The Royal Navy L.S. & G.C. Medal awarded to Petty Officer 1st Class L. J. Hofgartner, Royal Navy, who was awarded the D.S.M. for his gallant deeds in action with enemy submarines in the Atlantic Ocean on 30 July 1917 while serving in the hired trawler ‘Hunter

Royal Navy L.S. & G.C., G.V.R., 1st issue (178122. L. J. Hofgartner, P.O. 1 Cl. H.M.S. Hindustan.) very fine £100-£140

D.S.M. London Gazette 2 November 1917:
‘For services in action with enemy submarines.’

The Admiralty medal roll confirms that Petty Officer Hofgartner was decorated for an action in the Atlantic Ocean on 30 July 1917 whilst serving in the anti-submarine boom defence vessel H.M.T.
90, also known as ‘Hunter’.

Lorenz John Hofgartner was born on 13 October 1878 in Finsbury, London, the son of a German father and a French mother. He joined the Royal Navy on 13 October 1896 and between this time and 1907 he served on a large number of ships. Serving in the pre-dreadnought battleship Hindustan from November 1907 to April 1912, he gained the rank of Petty Officer 1st Class on 21 July 1910 and received the Royal Navy Long Service and Good Conduct Medal on 16 October 1911. From April 1912 to February 1913 he was stationed at H.M.S. Vernon, the Royal Navy’s Torpedo Branch, where extensive research and development was carried out to develop anti-submarine devices, and he is noted as being aboard the cruiser Minerva, February 1913 until May 1913.

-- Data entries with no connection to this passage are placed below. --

use crate::api;
use crate::auth::config::{AuthConfig, TokenSecrets};
use crate::cli::{actions::Action, globals::GlobalArgs};
use anyhow::Result;

/// Handle the server action
pub async fn handle(action: Action, globals: &GlobalArgs) -> Result<()> {
    match action {
        Action::Server { port, dsn } => {
            let secrets = TokenSecrets::new(
                globals.access_token_secret.clone(),
                globals.refresh_token_secret.clone(),
            );

            let config = AuthConfig::new(globals.frontend_url.clone())
                .with_access_ttl_seconds(globals.access_ttl_seconds)
                .with_refresh_ttl_seconds(globals.refresh_ttl_seconds);

            api::serve(port, dsn, config, secrets).await?;
        }
    }

    Ok(())
}
//! Administration views over the authorization configuration.

use axum::{
    extract::Extension,
    http::{HeaderMap, StatusCode},
    response::IntoResponse,
    Json,
};
use serde::Serialize;
use std::sync::Arc;
use utoipa::ToSchema;

use crate::api::AppState;
use crate::authz::{Permission, Role, RouteRequirements, PERMISSION_GROUPS};

use super::auth::require_authorized;

#[derive(ToSchema, Serialize, Debug)]
pub struct PermissionGroupView {
    pub name: &'static str,
    pub permissions: Vec<Permission>,
}

#[derive(ToSchema, Serialize, Debug)]
pub struct RoleGrantsView {
    pub role: Role,
    pub permissions: Vec<Permission>,
}

#[derive(ToSchema, Serialize, Debug)]
pub struct PermissionCatalog {
    pub groups: Vec<PermissionGroupView>,
    pub roles: Vec<RoleGrantsView>,
}

/// Requirements for the catalog route, declared as plain data next to the
/// registration.
pub(crate) fn catalog_requirements() -> RouteRequirements {
    RouteRequirements::none()
        .roles([Role::Admin])
        .permissions([Permission::ConfigureSystem])
}

#[utoipa::path(
    get,
    path = "/v1/admin/permissions",
    responses(
        (status = 200, description = "Permission groups and role grants", body = PermissionCatalog),
        (status = 401, description = "Unauthorized", body = String),
        (status = 403, description = "Forbidden", body = String)
    ),
    security(("bearer" = [])),
    tag = "admin"
)]
pub async fn list_permissions(
    headers: HeaderMap,
    state: Extension<Arc<AppState>>,
) -> impl IntoResponse {
    if let Err(rejection) = require_authorized(&headers, &state, &catalog_requirements()) {
        return rejection.into_response();
    }

    let groups = PERMISSION_GROUPS
        .iter()
        .map(|group| PermissionGroupView {
            name: group.name,
            permissions: group.permissions.to_vec(),
        })
        .collect();

    let roles = Role::ALL
        .iter()
        .map(|&role| RoleGrantsView {
            role,
            permissions: state
                .permissions
                .permissions_for(&std::collections::BTreeSet::from([role]))
                .into_iter()
                .collect(),
        })
        .collect();

    (StatusCode::OK, Json(PermissionCatalog { groups, roles })).into_response()
}

#[cfg(test)]
mod tests {
    use super::*;
    use crate::api::test_state::lazy_state;
    use anyhow::Result;

    #[test]
    fn catalog_requires_admin_role_and_configure_permission() {
        let requirements = catalog_requirements();
        assert_eq!(requirements.roles, vec![Role::Admin]);
        assert_eq!(requirements.permissions, vec![Permission::ConfigureSystem]);
    }

    #[tokio::test]
    async fn list_permissions_requires_auth() -> Result<()> {
        let response = list_permissions(HeaderMap::new(), Extension(lazy_state()?))
            .await
            .into_response();
        assert_eq!(response.status(), StatusCode::UNAUTHORIZED);
        Ok(())
    }
}
pub mod actions;
pub mod commands;
pub mod dispatch;
pub mod globals;
pub mod start;

pub use self::start::start;
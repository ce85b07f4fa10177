//! Signed, self-contained, expiring tokens.
//!
//! Access and refresh tokens share the same claim shape but are signed with
//! independent secrets: two [`TokenCodec`] instances, never one.

use chrono::{DateTime, Duration, Utc};
use jsonwebtoken::{decode, encode, Algorithm, DecodingKey, EncodingKey, Header, Validation};
use secrecy::{ExposeSecret, SecretString};
use serde::{Deserialize, Serialize};
use ulid::Ulid;

use crate::authz::Role;

/// Claim set carried by both token kinds.
#[derive(Debug, Clone, PartialEq, Eq, Serialize, Deserialize)]
pub struct Claims {
    /// Subject: the user id.
    pub sub: i64,
    pub email: String,
    pub role: Role,
    /// Issued-at, seconds since the epoch.
    pub iat: i64,
    /// Expiry, seconds since the epoch.
    pub exp: i64,
    /// Unique token id. Two tokens for the same subject are never
    /// byte-identical, even when issued within the same second.
    pub jti: String,
}

#[derive(Debug, PartialEq, Eq, thiserror::Error)]
pub enum TokenError {
    /// Signature mismatch, malformed structure, or expiry in the past.
    /// Verification fails closed; the cause is deliberately not split out.
    #[error("invalid or expired token")]
    Invalid,
}

/// Signs and verifies tokens for one secret/TTL pair.
pub struct TokenCodec {
    encoding: EncodingKey,
    decoding: DecodingKey,
    ttl_seconds: i64,
    validation: Validation,
}

impl TokenCodec {
    #[must_use]
    pub fn new(secret: &SecretString, ttl_seconds: i64) -> Self {
        let mut validation = Validation::new(Algorithm::HS256);
        // Expiry is exact; the default 60s leeway would let expired tokens
        // linger past their advertised lifetime.
        validation.leeway = 0;

        Self {
            encoding: EncodingKey::from_secret(secret.expose_secret().as_bytes()),
            decoding: DecodingKey::from_secret(secret.expose_secret().as_bytes()),
            ttl_seconds,
            validation,
        }
    }

    #[must_use]
    pub fn ttl_seconds(&self) -> i64 {
        self.ttl_seconds
    }

    /// Sign a token for the given subject, expiring `ttl_seconds` from now.
    pub fn issue(&self, sub: i64, email: &str, role: Role) -> Result<String, TokenError> {
        self.issue_at(Utc::now(), sub, email, role)
    }

    pub(crate) fn issue_at(
        &self,
        now: DateTime<Utc>,
        sub: i64,
        email: &str,
        role: Role,
    ) -> Result<String, TokenError> {
        let claims = Claims {
            sub,
            email: email.to_string(),
            role,
            iat: now.timestamp(),
            exp: (now + Duration::seconds(self.ttl_seconds)).timestamp(),
            jti: Ulid::new().to_string(),
        };

        encode(&Header::default(), &claims, &self.encoding).map_err(|_| TokenError::Invalid)
    }

    /// Verify a token and return its claims.
    ///
    /// Fails closed: any signature, structure, or expiry problem is
    /// [`TokenError::Invalid`], never a partial result.
    pub fn verify(&self, token: &str) -> Result<Claims, TokenError> {
        decode::<Claims>(token, &self.decoding, &self.validation)
            .map(|data| data.claims)
            .map_err(|_| TokenError::Invalid)
    }
}
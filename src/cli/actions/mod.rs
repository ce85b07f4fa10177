pub mod server;

#[derive(Debug)]
pub enum Action {
    Server { port: u16, dsn: String },
}
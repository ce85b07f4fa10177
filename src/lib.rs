//! Authentication and authorization core for the Entrata event platform.
//!
//! The crate exposes three layers:
//!
//! - [`auth`]: credential validation, signed-token lifecycle, and the
//!   out-of-band email verification / password reset workflows.
//! - [`authz`]: the role → permission map and the request guard evaluation.
//! - [`api`]: the axum surface the controller layer mounts.

pub mod api;
pub mod auth;
pub mod authz;
pub mod cli;
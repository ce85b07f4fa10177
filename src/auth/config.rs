//! Auth configuration and signing secrets.

use secrecy::SecretString;

const DEFAULT_ACCESS_TTL_SECONDS: i64 = 15 * 60;
const DEFAULT_REFRESH_TTL_SECONDS: i64 = 7 * 24 * 60 * 60;
const DEFAULT_RESET_TOKEN_TTL_SECONDS: i64 = 60 * 60;
const DEFAULT_MIN_PASSWORD_LEN: usize = 8;

/// The two independent signing secrets.
///
/// Distinct secrets keep a leaked access-token secret from being replayed
/// against the refresh endpoint. There are deliberately no defaults: callers
/// must provide both or the process never gets this far.
#[derive(Clone)]
pub struct TokenSecrets {
    access: SecretString,
    refresh: SecretString,
}

impl TokenSecrets {
    #[must_use]
    pub fn new(access: SecretString, refresh: SecretString) -> Self {
        Self { access, refresh }
    }

    #[must_use]
    pub fn access(&self) -> &SecretString {
        &self.access
    }

    #[must_use]
    pub fn refresh(&self) -> &SecretString {
        &self.refresh
    }
}

#[derive(Clone, Debug)]
pub struct AuthConfig {
    frontend_base_url: String,
    access_ttl_seconds: i64,
    refresh_ttl_seconds: i64,
    reset_token_ttl_seconds: i64,
    min_password_len: usize,
}

impl AuthConfig {
    #[must_use]
    pub fn new(frontend_base_url: String) -> Self {
        Self {
            frontend_base_url,
            access_ttl_seconds: DEFAULT_ACCESS_TTL_SECONDS,
            refresh_ttl_seconds: DEFAULT_REFRESH_TTL_SECONDS,
            reset_token_ttl_seconds: DEFAULT_RESET_TOKEN_TTL_SECONDS,
            min_password_len: DEFAULT_MIN_PASSWORD_LEN,
        }
    }

    #[must_use]
    pub fn with_access_ttl_seconds(mut self, seconds: i64) -> Self {
        self.access_ttl_seconds = seconds;
        self
    }

    #[must_use]
    pub fn with_refresh_ttl_seconds(mut self, seconds: i64) -> Self {
        self.refresh_ttl_seconds = seconds;
        self
    }

    #[must_use]
    pub fn with_reset_token_ttl_seconds(mut self, seconds: i64) -> Self {
        self.reset_token_ttl_seconds = seconds;
        self
    }

    #[must_use]
    pub fn with_min_password_len(mut self, len: usize) -> Self {
        self.min_password_len = len;
        self
    }

    #[must_use]
    pub fn frontend_base_url(&self) -> &str {
        &self.frontend_base_url
    }

    #[must_use]
    pub fn access_ttl_seconds(&self) -> i64 {
        self.access_ttl_seconds
    }

    #[must_use]
    pub fn refresh_ttl_seconds(&self) -> i64 {
        self.refresh_ttl_seconds
    }

    #[must_use]
    pub fn reset_token_ttl_seconds(&self) -> i64 {
        self.reset_token_ttl_seconds
    }

    #[must_use]
    pub fn min_password_len(&self) -> usize {
        self.min_password_len
    }
}

#[cfg(test)]
mod tests {
    use super::*;

    #[test]
    fn auth_config_defaults_and_overrides() {
        let config = AuthConfig::new("https://events.example.com".to_string());

        assert_eq!(config.frontend_base_url(), "https://events.example.com");
        assert_eq!(config.access_ttl_seconds(), DEFAULT_ACCESS_TTL_SECONDS);
        assert_eq!(config.refresh_ttl_seconds(), DEFAULT_REFRESH_TTL_SECONDS);
        assert_eq!(
            config.reset_token_ttl_seconds(),
            DEFAULT_RESET_TOKEN_TTL_SECONDS
        );
        assert_eq!(config.min_password_len(), DEFAULT_MIN_PASSWORD_LEN);

        let config = config
            .with_access_ttl_seconds(60)
            .with_refresh_ttl_seconds(120)
            .with_reset_token_ttl_seconds(30)
            .with_min_password_len(12);

        assert_eq!(config.access_ttl_seconds(), 60);
        assert_eq!(config.refresh_ttl_seconds(), 120);
        assert_eq!(config.reset_token_ttl_seconds(), 30);
        assert_eq!(config.min_password_len(), 12);
    }
}
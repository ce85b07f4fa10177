//! Auth handlers and supporting modules.
//!
//! Login issues an access/refresh pair; refresh rotates the pair on every
//! use; the verification and reset flows run over single-use opaque tokens
//! delivered by email. Account-probing responses (resend, forgot-password)
//! are deliberately generic.

pub(crate) mod guard;
pub(crate) mod login;
pub(crate) mod password;
pub(crate) mod register;
pub(crate) mod types;
pub(crate) mod verification;

pub(crate) use guard::{require_auth, require_authorized};
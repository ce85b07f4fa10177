//! One-way salted password hashing with Argon2id.

use anyhow::{anyhow, Result};
use argon2::{
    password_hash::{rand_core::OsRng, PasswordHash, PasswordHasher, PasswordVerifier, SaltString},
    Argon2,
};

/// Hash a plaintext password.
///
/// A fresh random salt is generated per call and embedded in the PHC-format
/// output, so no separate salt storage is needed.
pub fn hash_password(plaintext: &str) -> Result<String> {
    let salt = SaltString::generate(&mut OsRng);
    let hash = Argon2::default()
        .hash_password(plaintext.as_bytes(), &salt)
        .map_err(|err| anyhow!("failed to hash password: {err}"))?;
    Ok(hash.to_string())
}

/// Verify a plaintext password against a stored hash.
///
/// A malformed stored hash is "does not match", never an error: the caller
/// must not be able to distinguish corrupt state from a wrong password.
#[must_use]
pub fn verify_password(plaintext: &str, hashed: &str) -> bool {
    let Ok(parsed) = PasswordHash::new(hashed) else {
        return false;
    };
    Argon2::default()
        .verify_password(plaintext.as_bytes(), &parsed)
        .is_ok()
}

#[cfg(test)]
mod tests {
    use super::*;
    use anyhow::Result;

    #[test]
    fn hash_then_verify_round_trips() -> Result<()> {
        let hashed = hash_password("pw123456")?;
        assert!(verify_password("pw123456", &hashed));
        assert!(!verify_password("pw1234567", &hashed));
        Ok(())
    }

    #[test]
    fn hashes_are_salted_per_call() -> Result<()> {
        let first = hash_password("pw123456")?;
        let second = hash_password("pw123456")?;
        assert_ne!(first, second);
        Ok(())
    }

    #[test]
    fn malformed_hash_never_matches() {
        assert!(!verify_password("pw123456", "not-a-phc-string"));
        assert!(!verify_password("pw123456", ""));
    }
}
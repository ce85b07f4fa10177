//! Bearer-token extraction and the request guard entry points.
//!
//! Order matters: extract and verify the token, attach a principal, then
//! evaluate the declared requirements. A missing or bad token is 401; an
//! authenticated principal failing requirements is 403.

use axum::http::{header::AUTHORIZATION, HeaderMap, StatusCode};

use crate::api::error::denial_response;
use crate::api::AppState;
use crate::auth::Principal;
use crate::authz::{authorize, RouteRequirements};

/// Pull the bearer token out of the `Authorization` header.
pub(crate) fn bearer_token(headers: &HeaderMap) -> Option<&str> {
    headers
        .get(AUTHORIZATION)
        .and_then(|value| value.to_str().ok())
        .and_then(|value| value.strip_prefix("Bearer "))
        .map(str::trim)
        .filter(|token| !token.is_empty())
}

/// Verify the access token and build the request principal.
pub(crate) fn require_auth(
    headers: &HeaderMap,
    state: &AppState,
) -> Result<Principal, (StatusCode, String)> {
    let Some(token) = bearer_token(headers) else {
        return Err((StatusCode::UNAUTHORIZED, "Unauthorized".to_string()));
    };

    // Expired, malformed, and forged tokens all collapse to a generic 401.
    let claims = state
        .auth
        .verify_access(token)
        .map_err(|_| (StatusCode::UNAUTHORIZED, "Unauthorized".to_string()))?;

    Ok(Principal::from_claims(&claims))
}

/// Authenticate, then evaluate the route's declared requirements.
pub(crate) fn require_authorized(
    headers: &HeaderMap,
    state: &AppState,
    requirements: &RouteRequirements,
) -> Result<Principal, (StatusCode, String)> {
    let principal = require_auth(headers, state)?;

    authorize(Some(&principal), requirements, &state.permissions)
        .map_err(denial_response)?;

    Ok(principal)
}

#[cfg(test)]
mod tests {
    use super::*;
    use axum::http::HeaderValue;

    #[test]
    fn bearer_token_requires_the_scheme() {
        let mut headers = HeaderMap::new();
        headers.insert(AUTHORIZATION, HeaderValue::from_static("Bearer abc.def"));
        assert_eq!(bearer_token(&headers), Some("abc.def"));

        headers.insert(AUTHORIZATION, HeaderValue::from_static("Basic abc"));
        assert_eq!(bearer_token(&headers), None);

        headers.insert(AUTHORIZATION, HeaderValue::from_static("Bearer "));
        assert_eq!(bearer_token(&headers), None);
    }

    #[test]
    fn bearer_token_missing_header() {
        assert_eq!(bearer_token(&HeaderMap::new()), None);
    }
}
//! Login, refresh, and logout endpoints.

use axum::{
    extract::Extension,
    http::{HeaderMap, StatusCode},
    response::IntoResponse,
    Json,
};
use std::sync::Arc;

use crate::api::error::auth_error_response;
use crate::api::AppState;

use super::guard::{bearer_token, require_auth};
use super::types::{LoginRequest, LoginResponse, TokenPairResponse, UserResponse};

#[utoipa::path(
    post,
    path = "/v1/auth/login",
    request_body = LoginRequest,
    responses(
        (status = 200, description = "Login successful", body = LoginResponse),
        (status = 401, description = "Invalid credentials or unverified email", body = String)
    ),
    tag = "auth"
)]
pub async fn login(
    state: Extension<Arc<AppState>>,
    payload: Option<Json<LoginRequest>>,
) -> impl IntoResponse {
    let request: LoginRequest = match payload {
        Some(Json(payload)) => payload,
        None => return (StatusCode::BAD_REQUEST, "Missing payload".to_string()).into_response(),
    };

    let principal = match state
        .auth
        .validate_credentials(&request.email, &request.password)
        .await
    {
        Ok(principal) => principal,
        Err(err) => return auth_error_response(&err).into_response(),
    };

    let tokens = match state.auth.issue_session(&principal).await {
        Ok(tokens) => tokens,
        Err(err) => return auth_error_response(&err).into_response(),
    };

    let response = LoginResponse {
        access_token: tokens.access_token,
        refresh_token: tokens.refresh_token,
        token_type: "Bearer".to_string(),
        user: UserResponse {
            id: principal.user_id,
            email: principal.email.clone(),
            role: principal.primary_role(),
        },
    };

    (StatusCode::OK, Json(response)).into_response()
}

/// The refresh endpoint expects the *refresh* token as the bearer, not the
/// access token.
#[utoipa::path(
    post,
    path = "/v1/auth/refresh",
    responses(
        (status = 200, description = "New token pair issued", body = TokenPairResponse),
        (status = 401, description = "Refresh token missing, invalid, or superseded", body = String)
    ),
    security(("bearer" = [])),
    tag = "auth"
)]
pub async fn refresh(
    headers: HeaderMap,
    state: Extension<Arc<AppState>>,
) -> impl IntoResponse {
    let Some(token) = bearer_token(&headers) else {
        return (StatusCode::UNAUTHORIZED, "Unauthorized".to_string()).into_response();
    };

    let Ok(claims) = state.auth.verify_refresh(token) else {
        return (StatusCode::UNAUTHORIZED, "Unauthorized".to_string()).into_response();
    };

    match state.auth.rotate_session(claims.sub, token).await {
        Ok(tokens) => (
            StatusCode::OK,
            Json(TokenPairResponse {
                access_token: tokens.access_token,
                refresh_token: tokens.refresh_token,
                token_type: "Bearer".to_string(),
            }),
        )
            .into_response(),
        Err(err) => auth_error_response(&err).into_response(),
    }
}

#[utoipa::path(
    post,
    path = "/v1/auth/logout",
    responses(
        (status = 204, description = "Session cleared"),
        (status = 401, description = "Unauthorized", body = String)
    ),
    security(("bearer" = [])),
    tag = "auth"
)]
pub async fn logout(headers: HeaderMap, state: Extension<Arc<AppState>>) -> impl IntoResponse {
    let principal = match require_auth(&headers, &state) {
        Ok(principal) => principal,
        Err(rejection) => return rejection.into_response(),
    };

    match state.auth.end_session(principal.user_id).await {
        Ok(()) => StatusCode::NO_CONTENT.into_response(),
        Err(err) => auth_error_response(&err).into_response(),
    }
}

#[cfg(test)]
mod tests {
    use super::*;
    use crate::api::test_state::lazy_state;
    use anyhow::Result;

    #[tokio::test]
    async fn login_missing_payload() -> Result<()> {
        let response = login(Extension(lazy_state()?), None).await.into_response();
        assert_eq!(response.status(), StatusCode::BAD_REQUEST);
        Ok(())
    }

    #[tokio::test]
    async fn refresh_missing_bearer() -> Result<()> {
        let response = refresh(HeaderMap::new(), Extension(lazy_state()?))
            .await
            .into_response();
        assert_eq!(response.status(), StatusCode::UNAUTHORIZED);
        Ok(())
    }

    #[tokio::test]
    async fn logout_missing_bearer() -> Result<()> {
        let response = logout(HeaderMap::new(), Extension(lazy_state()?))
            .await
            .into_response();
        assert_eq!(response.status(), StatusCode::UNAUTHORIZED);
        Ok(())
    }
}
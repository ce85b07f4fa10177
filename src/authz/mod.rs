//! Role-based authorization.
//!
//! Roles are a small closed enumeration; each role carries an explicit list
//! of permissions (no rank inheritance). The [`PermissionMap`] is built once
//! at process start and is immutable afterwards. Request guards evaluate an
//! ordered chain of pure predicate checks over plain `(principal,
//! requirements)` data, with no handler metadata or middleware inheritance.

pub mod engine;
pub mod permission;
pub mod requirements;
pub mod role;

pub use engine::{has_role, PermissionMap};
pub use permission::{Permission, PermissionGroup, PERMISSION_GROUPS};
pub use requirements::{authorize, Denial, RouteRequirements};
pub use role::Role;
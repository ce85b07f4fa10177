//! Request/response types for auth endpoints.

use serde::{Deserialize, Serialize};
use utoipa::{IntoParams, ToSchema};

use crate::auth::UserSummary;
use crate::authz::Role;

#[derive(ToSchema, Serialize, Deserialize, Debug)]
pub struct LoginRequest {
    pub email: String,
    pub password: String,
}

#[derive(ToSchema, Serialize, Deserialize, Debug)]
pub struct RegisterRequest {
    pub email: String,
    pub password: String,
    pub name: Option<String>,
}

#[derive(ToSchema, Serialize, Deserialize, Debug)]
pub struct UserResponse {
    pub id: i64,
    pub email: String,
    pub role: Role,
}

impl From<UserSummary> for UserResponse {
    fn from(user: UserSummary) -> Self {
        Self {
            id: user.id,
            email: user.email,
            role: user.role,
        }
    }
}

#[derive(ToSchema, Serialize, Deserialize, Debug)]
pub struct LoginResponse {
    pub access_token: String,
    pub refresh_token: String,
    pub token_type: String,
    pub user: UserResponse,
}

#[derive(ToSchema, Serialize, Deserialize, Debug)]
pub struct TokenPairResponse {
    pub access_token: String,
    pub refresh_token: String,
    pub token_type: String,
}

#[derive(IntoParams, Deserialize, Debug)]
pub struct VerifyEmailParams {
    pub token: Option<String>,
}

#[derive(ToSchema, Serialize, Deserialize, Debug)]
pub struct VerifyEmailResponse {
    pub message: String,
    #[serde(skip_serializing_if = "Option::is_none")]
    pub user: Option<UserResponse>,
}

#[derive(ToSchema, Serialize, Deserialize, Debug)]
pub struct ResendVerificationRequest {
    pub email: String,
}

#[derive(ToSchema, Serialize, Deserialize, Debug)]
pub struct ForgotPasswordRequest {
    pub email: String,
}

#[derive(ToSchema, Serialize, Deserialize, Debug)]
pub struct ResetPasswordRequest {
    pub token: String,
    pub new_password: String,
}

#[derive(ToSchema, Serialize, Deserialize, Debug)]
pub struct MessageResponse {
    pub message: String,
}
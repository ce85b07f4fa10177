use clap::{
    builder::{
        styling::{AnsiColor, Effects, Styles},
        ValueParser,
    },
    Arg, ColorChoice, Command,
};

pub fn validator_log_level() -> ValueParser {
    ValueParser::from(move |level: &str| -> std::result::Result<u8, String> {
        if let Ok(parsed) = level.parse::<u8>() {
            // Successfully parsed as a number
            if parsed <= 5 {
                return Ok(parsed);
            }
        }

        match level.to_lowercase().as_str() {
            "error" => Ok(0),
            "warn" => Ok(1),
            "info" => Ok(2),
            "debug" => Ok(3),
            "trace" => Ok(4),
            _ => Err("invalid log level".to_string()),
        }
    })
}

pub fn new() -> Command {
    let styles = Styles::styled()
        .header(AnsiColor::Yellow.on_default() | Effects::BOLD)
        .usage(AnsiColor::Green.on_default() | Effects::BOLD)
        .literal(AnsiColor::Blue.on_default() | Effects::BOLD)
        .placeholder(AnsiColor::Green.on_default());

    Command::new("entrata")
        .about("Authentication and authorization core for the Entrata event platform")
        .version(env!("CARGO_PKG_VERSION"))
        .color(ColorChoice::Auto)
        .styles(styles)
        .arg(
            Arg::new("port")
                .short('p')
                .long("port")
                .help("Port to listen on")
                .default_value("8080")
                .env("ENTRATA_PORT")
                .value_parser(clap::value_parser!(u16)),
        )
        .arg(
            Arg::new("dsn")
                .short('d')
                .long("dsn")
                .help("Database connection string")
                .env("ENTRATA_DSN")
                .required(true),
        )
        .arg(
            // No fallback value on purpose: serving traffic with a guessable
            // signing secret is worse than refusing to start.
            Arg::new("access-token-secret")
                .long("access-token-secret")
                .help("Signing secret for access tokens")
                .env("ENTRATA_ACCESS_TOKEN_SECRET")
                .required(true),
        )
        .arg(
            Arg::new("refresh-token-secret")
                .long("refresh-token-secret")
                .help("Signing secret for refresh tokens, must differ from the access secret")
                .env("ENTRATA_REFRESH_TOKEN_SECRET")
                .required(true),
        )
        .arg(
            Arg::new("frontend-url")
                .long("frontend-url")
                .help("Base URL of the frontend, used for CORS and email links")
                .default_value("http://localhost:3000")
                .env("ENTRATA_FRONTEND_URL"),
        )
        .arg(
            Arg::new("access-ttl")
                .long("access-ttl")
                .help("Access token lifetime in seconds")
                .default_value("900")
                .env("ENTRATA_ACCESS_TTL")
                .value_parser(clap::value_parser!(i64)),
        )
        .arg(
            Arg::new("refresh-ttl")
                .long("refresh-ttl")
                .help("Refresh token lifetime in seconds")
                .default_value("604800")
                .env("ENTRATA_REFRESH_TTL")
                .value_parser(clap::value_parser!(i64)),
        )
        .arg(
            Arg::new("verbosity")
                .short('v')
                .long("verbose")
                .help("Verbosity level: ERROR, WARN, INFO, DEBUG, TRACE (default: ERROR)")
                .env("ENTRATA_LOG_LEVEL")
                .global(true)
                .action(clap::ArgAction::Count)
                .value_parser(validator_log_level()),
        )
}

#[cfg(test)]
mod tests {
    use super::*;

    fn base_args() -> Vec<&'static str> {
        vec![
            "entrata",
            "--dsn",
            "postgres://localhost/entrata",
            "--access-token-secret",
            "access-secret",
            "--refresh-token-secret",
            "refresh-secret",
        ]
    }

    #[test]
    fn test_new() {
        let command = new();

        assert_eq!(command.get_name(), "entrata");
        assert_eq!(
            command.get_version().unwrap().to_string(),
            env!("CARGO_PKG_VERSION")
        );
    }

    #[test]
    fn test_check_port_and_dsn() {
        let command = new();
        let matches = command.get_matches_from(base_args());

        assert_eq!(matches.get_one::<u16>("port").copied(), Some(8080));
        assert_eq!(
            matches.get_one::<String>("dsn").map(String::as_str),
            Some("postgres://localhost/entrata")
        );
    }

    #[test]
    fn test_missing_secret_is_fatal() {
        let command = new();
        let result = command.try_get_matches_from(vec![
            "entrata",
            "--dsn",
            "postgres://localhost/entrata",
            "--access-token-secret",
            "access-secret",
        ]);

        assert!(result.is_err());
    }

    #[test]
    fn test_ttl_defaults() {
        let command = new();
        let matches = command.get_matches_from(base_args());

        assert_eq!(matches.get_one::<i64>("access-ttl").copied(), Some(900));
        assert_eq!(
            matches.get_one::<i64>("refresh-ttl").copied(),
            Some(604_800)
        );
    }

    #[test]
    fn test_verbosity_count() {
        let command = new();
        let mut args = base_args();
        args.push("-vvv");
        let matches = command.get_matches_from(args);

        assert_eq!(matches.get_count("verbosity"), 3);
    }
}
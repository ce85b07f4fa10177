pub(crate) mod admin;
pub(crate) mod auth;
pub(crate) mod health;
pub(crate) mod me;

Hofgartner served in H.M.S.
Excellent (Portsmouth Gunnery School) from 1 June 1913 until 21 October 1913 when he was transferred back to Vernon and then on 1 February 1914 to the scout cruiser H.M.S. Attentive, serving as part of the 6th Destroyer Flotilla on the Dover Patrol until 22 December 1914. He was then transferred to H.M.S. Victory I, the accounting and holding Barracks at Portsmouth, remaining there until March 1915 when he joined the sloop H.M.S. Cormorant for one week. On 10 April 1915 he joined H.M.T. 90, also known as Hunter, remaining with her until 23 May 1918. Hunter was a hired trawler, Admiralty Number 90, built in 1903. She was in service throughout the war firstly as a minesweeper and then from September 1915 as an anti-submarine boom defence vessel. As stated previously, Hofgartner was awarded the D.S.M. for gallantry against enemy submarines while serving in her on 30 July 1917 in the Atlantic Ocean. He returned to Vernon on 24 May 1918 where he was promoted Acting Chief Petty Officer on 1 August 1918 and also served in the depot ship H.M.S. Woolwich and at the shore establishment Victory X in 1919. Hofgartner’s final seagoing appointment was aboard the cruiser H.M.S. Dido on 29 April 1919. He was demobilized in September 1919 and discharged to pension in July 1920.